Another factor is, I think, that cities in Asia are overcrowded. It is hard to pay attention to all the people surrounding us when they number in the tens of millions. A former hotel General Manager in Shanghai used to say that whenever he left the office, he sometimes wanted to turn right, but twenty million people pushed him left, so left he went…
Also, about driving. While it is true that Chinese, Koreans, and many other show their true inner self when behind a wheel, we also should consider the average age of their driving licenses, and the way the license is “awarded”… A lack of proper road education, corruption at its finest (in Korea, even other cops consider that traffic cops are the scum of the earth. Has to be a reason) contribute to this attitude.

my 0.02$

October 20, 2003 @ 2:28 pm | Comment

It’s a fine vicious cycle isn’t it. You matter to no one, why should anyone matter to you then?

Jeremy…courtesy and the war on terrorism are two different things. It is not so much of adhering to western standards, but rather, trying to be polite.

Courtesy can be taught.
Singapore is a pretty good example.
People really do try to helpful here, and polite. And I do see seats being given to people who need it more quite regularly.

October 20, 2003 @ 4:48 pm | Comment

Jeremy, with respect, I have to agree with Isabella and disagree with you. It’s one thing to be rude. But in China the problem is more than everyday rudeness.

I’ll never forget seeing, during my very first week in China, a guy at Fudan University unzip his fly and relieve himself on a crowded road right in front of teachers and students passing by. This shocking episode told me just how severe this problem is (none of the passers-by seemed particularly surprised, if they even noticed).

Sorry but there are standards of decency and respect in this world. Not Western or European or Asian standards, just the fundamental laws of the social contract that people of all cultures and nationalities have areed to live by, i.e., basic courtesy and respect. China is way behind, especially if it wants to play on the worldwide global stage. This is perhaps, as dda commented above, a tragic by-product of the Cultural Revolution.
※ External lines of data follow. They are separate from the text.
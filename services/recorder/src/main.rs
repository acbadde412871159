use anyhow::{Context, Result};
use live_recorder::config::LoggingConfig;
use live_recorder::{
    AccountIdentifier, CommandCapture, Config, HelixClient, LivePoller, RateLimiter,
    RecordingCoordinator, SqliteStore, StorageSelector, TokenStore, UserResolver,
};
use std::sync::Arc;
use std::time::Duration;
use tokio::signal;
use tokio_util::sync::CancellationToken;
use tracing::{info, warn};
use tracing_appender::non_blocking::WorkerGuard;
use tracing_subscriber::{fmt, layer::SubscriberExt, util::SubscriberInitExt, EnvFilter, Layer};

const STATUS_LOG_INTERVAL: Duration = Duration::from_secs(60);

#[tokio::main]
async fn main() -> Result<()> {
    // Load configuration
    let config = Config::load().context("Failed to load configuration")?;

    // Initialize logging; the guard flushes the file sink on exit
    let _log_guard = init_tracing(&config.logging);

    config.validate().context("Invalid configuration")?;

    info!(
        service = %config.service.name,
        accounts = config.polling.accounts.len(),
        "Starting Live Recorder"
    );

    // Initialize metrics
    if config.service.metrics_port != 0 {
        init_metrics(config.service.metrics_port)?;
    }

    // Initialize components
    let store = Arc::new(
        SqliteStore::connect(&config.database)
            .await
            .context("Failed to open database")?,
    );

    // Run migrations if enabled
    if config.database.run_migrations {
        store
            .run_migrations()
            .await
            .context("Failed to run database migrations")?;
    }

    let client = Arc::new(HelixClient::new(&config.api).context("Failed to build HTTP client")?);

    let tokens = Arc::new(TokenStore::new(client.clone(), config.token.retry_delay()));
    tokens
        .refresh()
        .await
        .context("Failed to acquire initial access token")?;

    let limiter = Arc::new(RateLimiter::new(
        config.rate_limit.max_requests,
        config.rate_limit.period(),
    ));

    let resolver = Arc::new(UserResolver::new(
        client.clone(),
        store.clone(),
        tokens.clone(),
        limiter.clone(),
    ));

    let coordinator = Arc::new(RecordingCoordinator::new(
        Arc::new(StorageSelector::from_config(&config.storage)),
        store.clone(),
        Arc::new(CommandCapture::from_config(&config.capture)),
        config.capture.max_concurrent,
        config.capture.cooldown(),
    ));

    let poller = Arc::new(LivePoller::new(
        client,
        tokens.clone(),
        limiter,
        coordinator.clone(),
        config.api.max_batch_size,
        config.polling.interval(),
        config.polling.error_delay(),
    ));

    let identifiers: Vec<AccountIdentifier> = config
        .polling
        .accounts
        .iter()
        .filter(|a| !a.trim().is_empty())
        .map(|a| AccountIdentifier::parse(a))
        .collect();

    let cancel = CancellationToken::new();

    // Spawn token refresher task
    let refresher_handle = tokio::spawn(
        tokens
            .clone()
            .run_refresher(config.token.refresh_interval(), cancel.clone()),
    );

    // Spawn poller task
    let poller_handle = tokio::spawn(poller.run(resolver, identifiers, cancel.clone()));

    // Spawn status logger task
    let status_handle = tokio::spawn(
        coordinator
            .clone()
            .run_status_logger(STATUS_LOG_INTERVAL, cancel.clone()),
    );

    info!("Live recorder started successfully");

    // Wait for shutdown signal
    shutdown_signal().await;

    info!("Shutting down live recorder");

    cancel.cancel();
    for (name, handle) in [
        ("poller", poller_handle),
        ("token refresher", refresher_handle),
        ("status logger", status_handle),
    ] {
        if let Err(e) = handle.await {
            warn!(task = name, error = %e, "Task ended abnormally");
        }
    }

    // Abort captures; their child processes are killed on drop
    coordinator.shutdown().await;
    store.pool().close().await;

    info!("Live recorder stopped");

    Ok(())
}

/// Initialize tracing/logging
fn init_tracing(config: &LoggingConfig) -> Option<WorkerGuard> {
    let env_filter =
        EnvFilter::try_from_default_env().unwrap_or_else(|_| EnvFilter::new(&config.level));

    let console = if config.format == "json" {
        fmt::layer().json().boxed()
    } else {
        fmt::layer().compact().boxed()
    };

    let (file, guard) = match &config.directory {
        Some(directory) => {
            let appender = tracing_appender::rolling::daily(directory, "live-recorder.log");
            let (writer, guard) = tracing_appender::non_blocking(appender);
            let layer = fmt::layer().json().with_ansi(false).with_writer(writer).boxed();
            (Some(layer), Some(guard))
        }
        None => (None, None),
    };

    tracing_subscriber::registry()
        .with(env_filter)
        .with(console)
        .with(file)
        .init();

    guard
}

/// Initialize Prometheus metrics exporter
fn init_metrics(port: u16) -> Result<()> {
    let builder = metrics_exporter_prometheus::PrometheusBuilder::new();

    builder
        .with_http_listener(([0, 0, 0, 0], port))
        .install()
        .context("Failed to install Prometheus metrics exporter")?;

    info!(port = port, "Prometheus metrics exporter started");

    Ok(())
}

/// Wait for shutdown signal (SIGINT or SIGTERM)
async fn shutdown_signal() {
    let ctrl_c = async {
        signal::ctrl_c()
            .await
            .expect("Failed to install Ctrl+C handler");
    };

    #[cfg(unix)]
    let terminate = async {
        signal::unix::signal(signal::unix::SignalKind::terminate())
            .expect("Failed to install SIGTERM handler")
            .recv()
            .await;
    };

    #[cfg(not(unix))]
    let terminate = std::future::pending::<()>();

    tokio::select! {
        _ = ctrl_c => {
            info!("Received Ctrl+C signal");
        }
        _ = terminate => {
            info!("Received SIGTERM signal");
        }
    }
}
But whatever its causes, it needs to be addressed if China wants to be seen as a true global leader.

October 21, 2003 @ 6:20 am | Comment

I think the alienation from a real earthy humaness is a root problem created by the communist era in China. Maybe it predates that, but I can easily imagine how the intense state of fear and isolation created by 1) a governement that routinely kidnaps and kills its citizens for honest self-expression; and 2) the sense of of being alone and unprotected due to the sheer number of people making it impossible for everyone to be accounted for at all times. There is nothing like the vulnerability of walking alone in an immense crowd.

So there is chronic fear and vulnerability. Sounds like the makings for mental illness to me. And culturewide, that manifests as a sick culture, one that is decaying. The new China would certainly not be the only modern culture to fall apart at the seems of its grasp on humanism. The alienation of people from the very things that make us people, loving relationship, extended family connections, a sense of connection to the land we live on (the actual land, not the political entity representing it), and so on, is undermining cultures across the globe. In China it may be accelerated because of the political oppression and over population, but it is likely a harbinger of things to come.

October 21, 2003 @ 6:57 am | Comment

This is essence of kiasu (afaid to lose out), which everyone of the Mongoloid stock possess one way or the other. Maybe it’s genetic.